Your goal: Locate every line below that contains the word "SignedUrlRequest" and copy it.

Saved data entries:

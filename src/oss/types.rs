//! OSS API data types / OSS接口数据类型

use serde::{Deserialize, Serialize};

// ============ 协议常量 / Protocol constants ============

pub const MEGABYTE: u64 = 1 << 20;
/// Every part except the last must be at least this large / 最小分片大小
pub const MIN_PART_SIZE: u64 = 5 * MEGABYTE;
/// Maximum URLs returned by one signeds3upload request / 单次最多返回的URL数量
pub const MAX_PARTS: u32 = 25;
/// Signed URL lifetime accepted by the endpoint is 1..=60 minutes
pub const MAX_MINUTES_EXPIRATION: u32 = 60;

pub const SIGNED_S3_UPLOAD_ENDPOINT: &str = "signeds3upload";
pub const SIGNED_S3_DOWNLOAD_ENDPOINT: &str = "signeds3download";

/// Metadata content-type hint sent with finalize
pub const HEADER_META_CONTENT_TYPE: &str = "x-ads-meta-Content-Type";
pub const HEADER_REGION: &str = "x-ads-region";

// ============ 上传相关 / Upload ============

/// Target of an upload or download / 目标对象
#[derive(Debug, Clone, PartialEq, Eq)]
pub struct ObjectTarget {
    pub bucket_key: String,
    pub object_key: String,
}

impl ObjectTarget {
    pub fn new(bucket_key: impl Into<String>, object_key: impl Into<String>) -> Self {
        Self {
            bucket_key: bucket_key.into(),
            object_key: object_key.into(),
        }
    }
}

/// Query of one signed-URL batch request / 签名URL批次请求
#[derive(Debug, Clone, PartialEq, Eq)]
pub struct SignedUrlRequest {
    /// Session token, `None` on the first request
    pub upload_key: Option<String>,
    /// 1-based / 从1开始
    pub first_part: u32,
    pub parts: u32,
    pub minutes_expiration: u32,
}

impl SignedUrlRequest {
    /// Query parameters in wire order / 查询参数
    pub fn query(&self) -> Vec<(&'static str, String)> {
        let mut query = Vec::with_capacity(4);
        if let Some(key) = self.upload_key.as_deref().filter(|k| !k.is_empty()) {
            query.push(("uploadKey", key.to_string()));
        }
        query.push(("firstPart", self.first_part.to_string()));
        query.push(("parts", self.parts.to_string()));
        query.push((
            "minutesExpiration",
            self.minutes_expiration.clamp(1, MAX_MINUTES_EXPIRATION).to_string(),
        ));
        query
    }
}

/// Response of the signeds3upload GET endpoint / 签名上传URL响应
///
/// `urls[n]` belongs to part `first_part + n`.
#[derive(Debug, Clone, Deserialize, Serialize, Default)]
#[serde(rename_all = "camelCase")]
pub struct SignedUploadUrls {
    pub upload_key: String,
    #[serde(default)]
    pub urls: Vec<String>,
    #[serde(default, skip_serializing_if = "Option::is_none")]
    pub upload_expiration: Option<String>,
    #[serde(default, skip_serializing_if = "Option::is_none")]
    pub url_expiration: Option<String>,
}

/// Finalize body / 完成上传请求体
#[derive(Debug, Clone, Serialize, Deserialize, PartialEq, Eq)]
#[serde(rename_all = "camelCase")]
pub struct CompleteUploadRequest {
    pub upload_key: String,
    /// Expected size; the server checks it against the stored blob
    pub size: u64,
}

/// Finalized object descriptor / 上传完成后的对象信息
#[derive(Debug, Clone, Deserialize, Serialize, Default, PartialEq, Eq)]
#[serde(rename_all = "camelCase")]
pub struct UploadResult {
    #[serde(default)]
    pub bucket_key: String,
    #[serde(default)]
    pub object_id: String,
    #[serde(default)]
    pub object_key: String,
    #[serde(default)]
    pub size: u64,
    #[serde(default)]
    pub content_type: String,
    #[serde(default)]
    pub location: String,
}

// ============ 列表 / Listing ============

/// Bucket listing options, empty fields are omitted / 列表查询参数
#[derive(Debug, Clone, Default)]
pub struct ListOptions {
    pub limit: Option<u32>,
    pub begins_with: Option<String>,
    pub start_at: Option<String>,
}

impl ListOptions {
    pub fn query(&self) -> Vec<(&'static str, String)> {
        let mut query = Vec::new();
        if let Some(b) = self.begins_with.as_deref().filter(|s| !s.is_empty()) {
            query.push(("beginsWith", b.to_string()));
        }
        if let Some(limit) = self.limit {
            query.push(("limit", limit.to_string()));
        }
        if let Some(s) = self.start_at.as_deref().filter(|s| !s.is_empty()) {
            query.push(("startAt", s.to_string()));
        }
        query
    }
}

#[derive(Debug, Clone, Deserialize, Serialize, Default)]
#[serde(rename_all = "camelCase")]
pub struct ObjectDetails {
    #[serde(default)]
    pub bucket_key: String,
    #[serde(default)]
    pub object_id: String,
    #[serde(default)]
    pub object_key: String,
    #[serde(default)]
    pub sha1: String,
    #[serde(default)]
    pub size: u64,
    #[serde(default)]
    pub location: String,
}

/// Bucket content page / 存储桶内容
#[derive(Debug, Clone, Deserialize, Serialize, Default)]
pub struct BucketContent {
    #[serde(default)]
    pub items: Vec<ObjectDetails>,
    /// URL of the next page, if any / 下一页
    #[serde(default, skip_serializing_if = "Option::is_none")]
    pub next: Option<String>,
}

// ============ 下载 / Download ============

#[derive(Debug, Clone, Deserialize, Serialize, Default)]
pub struct SignedDownloadParams {
    #[serde(rename = "content-type", default)]
    pub content_type: String,
    #[serde(rename = "content-disposition", default)]
    pub content_disposition: String,
}

/// Response of the signeds3download endpoint / 签名下载URL响应
#[derive(Debug, Clone, Deserialize, Serialize, Default)]
pub struct SignedDownloadUrl {
    #[serde(default)]
    pub status: String,
    #[serde(default)]
    pub url: String,
    #[serde(default)]
    pub params: SignedDownloadParams,
    #[serde(default)]
    pub size: u64,
    #[serde(default)]
    pub sha1: String,
}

Solution for this problem:
pub struct SignedUrlRequest {
impl SignedUrlRequest {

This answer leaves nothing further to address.